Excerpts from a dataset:
****
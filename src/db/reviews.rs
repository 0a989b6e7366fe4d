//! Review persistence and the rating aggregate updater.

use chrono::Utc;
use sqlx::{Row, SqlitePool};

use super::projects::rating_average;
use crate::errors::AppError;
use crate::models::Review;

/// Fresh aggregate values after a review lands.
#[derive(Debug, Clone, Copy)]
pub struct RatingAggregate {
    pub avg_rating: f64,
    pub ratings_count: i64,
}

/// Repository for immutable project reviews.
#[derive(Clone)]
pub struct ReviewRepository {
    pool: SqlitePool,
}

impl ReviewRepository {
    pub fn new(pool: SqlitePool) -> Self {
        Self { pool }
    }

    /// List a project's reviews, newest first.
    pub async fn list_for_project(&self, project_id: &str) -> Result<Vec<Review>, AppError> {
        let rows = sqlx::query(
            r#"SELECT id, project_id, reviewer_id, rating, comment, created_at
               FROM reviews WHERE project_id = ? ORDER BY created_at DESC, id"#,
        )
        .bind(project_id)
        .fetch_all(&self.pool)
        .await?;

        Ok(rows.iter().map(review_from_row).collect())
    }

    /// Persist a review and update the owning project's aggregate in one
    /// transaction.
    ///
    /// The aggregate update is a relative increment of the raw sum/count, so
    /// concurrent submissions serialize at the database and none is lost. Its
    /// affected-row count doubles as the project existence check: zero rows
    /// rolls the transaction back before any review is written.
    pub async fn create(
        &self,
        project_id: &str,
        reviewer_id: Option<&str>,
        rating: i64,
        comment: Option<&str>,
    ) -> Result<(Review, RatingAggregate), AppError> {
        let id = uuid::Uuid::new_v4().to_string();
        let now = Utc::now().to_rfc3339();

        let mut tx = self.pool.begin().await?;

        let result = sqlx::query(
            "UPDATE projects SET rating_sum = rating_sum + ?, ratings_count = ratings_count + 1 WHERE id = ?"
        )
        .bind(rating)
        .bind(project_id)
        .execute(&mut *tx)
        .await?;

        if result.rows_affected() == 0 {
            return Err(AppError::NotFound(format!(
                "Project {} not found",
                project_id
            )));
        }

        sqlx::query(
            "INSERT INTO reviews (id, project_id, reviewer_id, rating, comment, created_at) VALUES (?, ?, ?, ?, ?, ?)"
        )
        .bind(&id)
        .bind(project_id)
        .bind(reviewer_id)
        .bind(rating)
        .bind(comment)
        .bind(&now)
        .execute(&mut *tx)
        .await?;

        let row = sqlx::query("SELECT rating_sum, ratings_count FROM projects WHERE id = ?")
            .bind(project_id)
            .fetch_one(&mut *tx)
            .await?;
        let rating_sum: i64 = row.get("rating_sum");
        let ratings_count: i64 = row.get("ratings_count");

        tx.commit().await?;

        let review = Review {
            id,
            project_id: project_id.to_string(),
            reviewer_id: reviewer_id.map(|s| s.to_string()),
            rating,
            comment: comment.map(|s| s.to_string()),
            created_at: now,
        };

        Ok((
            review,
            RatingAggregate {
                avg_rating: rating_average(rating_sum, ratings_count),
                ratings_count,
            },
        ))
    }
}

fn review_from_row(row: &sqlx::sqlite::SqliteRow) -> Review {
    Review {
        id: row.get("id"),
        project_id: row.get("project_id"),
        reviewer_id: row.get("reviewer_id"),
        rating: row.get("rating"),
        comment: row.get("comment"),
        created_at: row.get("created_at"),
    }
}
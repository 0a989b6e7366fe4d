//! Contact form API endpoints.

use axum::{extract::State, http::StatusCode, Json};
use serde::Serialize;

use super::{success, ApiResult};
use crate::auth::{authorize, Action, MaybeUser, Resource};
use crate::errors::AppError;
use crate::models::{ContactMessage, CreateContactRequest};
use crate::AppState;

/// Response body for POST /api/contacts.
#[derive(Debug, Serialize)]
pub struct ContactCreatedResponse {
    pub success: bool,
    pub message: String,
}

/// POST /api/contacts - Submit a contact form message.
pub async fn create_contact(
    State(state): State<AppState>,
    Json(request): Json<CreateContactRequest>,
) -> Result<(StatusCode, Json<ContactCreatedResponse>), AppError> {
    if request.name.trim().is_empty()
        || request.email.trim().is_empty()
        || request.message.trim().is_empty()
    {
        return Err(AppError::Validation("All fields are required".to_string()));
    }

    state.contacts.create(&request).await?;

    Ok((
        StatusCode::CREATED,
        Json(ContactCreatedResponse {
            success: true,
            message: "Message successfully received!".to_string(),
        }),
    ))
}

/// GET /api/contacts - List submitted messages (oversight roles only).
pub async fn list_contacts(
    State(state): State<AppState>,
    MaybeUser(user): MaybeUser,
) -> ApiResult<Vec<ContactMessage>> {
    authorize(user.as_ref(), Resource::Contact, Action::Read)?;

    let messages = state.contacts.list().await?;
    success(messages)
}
****
Output the records exactly, so that each line matches what was given.

__Response__.
filename src/db/reviews.rs
repository 0a989b6e7366fe4d
//! Review persistence and the rating aggregate updater.

use chrono::Utc;
use sqlx::{Row, SqlitePool};

use super::projects::rating_average;
use crate::errors::AppError;
use crate::models::Review;

/// Fresh aggregate values after a review lands.
#[derive(Debug, Clone, Copy)]
pub struct RatingAggregate {
    pub avg_rating: f64,
    pub ratings_count: i64,
}

/// Repository for immutable project reviews.
#[derive(Clone)]
pub struct ReviewRepository {
    pool: SqlitePool,
}

impl ReviewRepository {
    pub fn new(pool: SqlitePool) -> Self {
        Self { pool }
    }

    /// List a project's reviews, newest first.
    pub async fn list_for_project(&self, project_id: &str) -> Result<Vec<Review>, AppError> {
        let rows = sqlx::query(
            r#"SELECT id, project_id, reviewer_id, rating, comment, created_at
               FROM reviews WHERE project_id = ? ORDER BY created_at DESC, id"#,
        )
        .bind(project_id)
        .fetch_all(&self.pool)
        .await?;

        Ok(rows.iter().map(review_from_row).collect())
    }

    /// Persist a review and update the owning project's aggregate in one
    /// transaction.
    ///
    /// The aggregate update is a relative increment of the raw sum/count, so
    /// concurrent submissions serialize at the database and none is lost. Its
    /// affected-row count doubles as the project existence check: zero rows
    /// rolls the transaction back before any review is written.
    pub async fn create(
        &self,
        project_id: &str,
        reviewer_id: Option<&str>,
        rating: i64,
        comment: Option<&str>,
    ) -> Result<(Review, RatingAggregate), AppError> {
        let id = uuid::Uuid::new_v4().to_string();
        let now = Utc::now().to_rfc3339();

        let mut tx = self.pool.begin().await?;

        let result = sqlx::query(
            "UPDATE projects SET rating_sum = rating_sum + ?, ratings_count = ratings_count + 1 WHERE id = ?"
        )
        .bind(rating)
        .bind(project_id)
        .execute(&mut *tx)
        .await?;

        if result.rows_affected() == 0 {
            return Err(AppError::NotFound(format!(
                "Project {} not found",
                project_id
            )));
        }

        sqlx::query(
            "INSERT INTO reviews (id, project_id, reviewer_id, rating, comment, created_at) VALUES (?, ?, ?, ?, ?, ?)"
        )
        .bind(&id)
        .bind(project_id)
        .bind(reviewer_id)
        .bind(rating)
        .bind(comment)
        .bind(&now)
        .execute(&mut *tx)
        .await?;

        let row = sqlx::query("SELECT rating_sum, ratings_count FROM projects WHERE id = ?")
            .bind(project_id)
            .fetch_one(&mut *tx)
            .await?;
        let rating_sum: i64 = row.get("rating_sum");
        let ratings_count: i64 = row.get("ratings_count");

        tx.commit().await?;

        let review = Review {
            id,
            project_id: project_id.to_string(),
            reviewer_id: reviewer_id.map(|s| s.to_string()),
            rating,
            comment: comment.map(|s| s.to_string()),
            created_at: now,
        };

        Ok((
            review,
            RatingAggregate {
                avg_rating: rating_average(rating_sum, ratings_count),
                ratings_count,
            },
        ))
    }
}

fn review_from_row(row: &sqlx::sqlite::SqliteRow) -> Review {
    Review {
        id: row.get("id"),
        project_id: row.get("project_id"),
        reviewer_id: row.get("reviewer_id"),
        rating: row.get("rating"),
        comment: row.get("comment"),
        created_at: row.get("created_at"),
    }
}
repository 0a989b6e7366fe4d
//! Contact form API endpoints.

use axum::{extract::State, http::StatusCode, Json};
use serde::Serialize;

use super::{success, ApiResult};
use crate::auth::{authorize, Action, MaybeUser, Resource};
use crate::errors::AppError;
use crate::models::{ContactMessage, CreateContactRequest};
use crate::AppState;

/// Response body for POST /api/contacts.
#[derive(Debug, Serialize)]
pub struct ContactCreatedResponse {
    pub success: bool,
    pub message: String,
}

/// POST /api/contacts - Submit a contact form message.
pub async fn create_contact(
    State(state): State<AppState>,
    Json(request): Json<CreateContactRequest>,
) -> Result<(StatusCode, Json<ContactCreatedResponse>), AppError> {
    if request.name.trim().is_empty()
        || request.email.trim().is_empty()
        || request.message.trim().is_empty()
    {
        return Err(AppError::Validation("All fields are required".to_string()));
    }

    state.contacts.create(&request).await?;

    Ok((
        StatusCode::CREATED,
        Json(ContactCreatedResponse {
            success: true,
            message: "Message successfully received!".to_string(),
        }),
    ))
}

/// GET /api/contacts - List submitted messages (oversight roles only).
pub async fn list_contacts(
    State(state): State<AppState>,
    MaybeUser(user): MaybeUser,
) -> ApiResult<Vec<ContactMessage>> {
    authorize(user.as_ref(), Resource::Contact, Action::Read)?;

    let messages = state.contacts.list().await?;
    success(messages)
}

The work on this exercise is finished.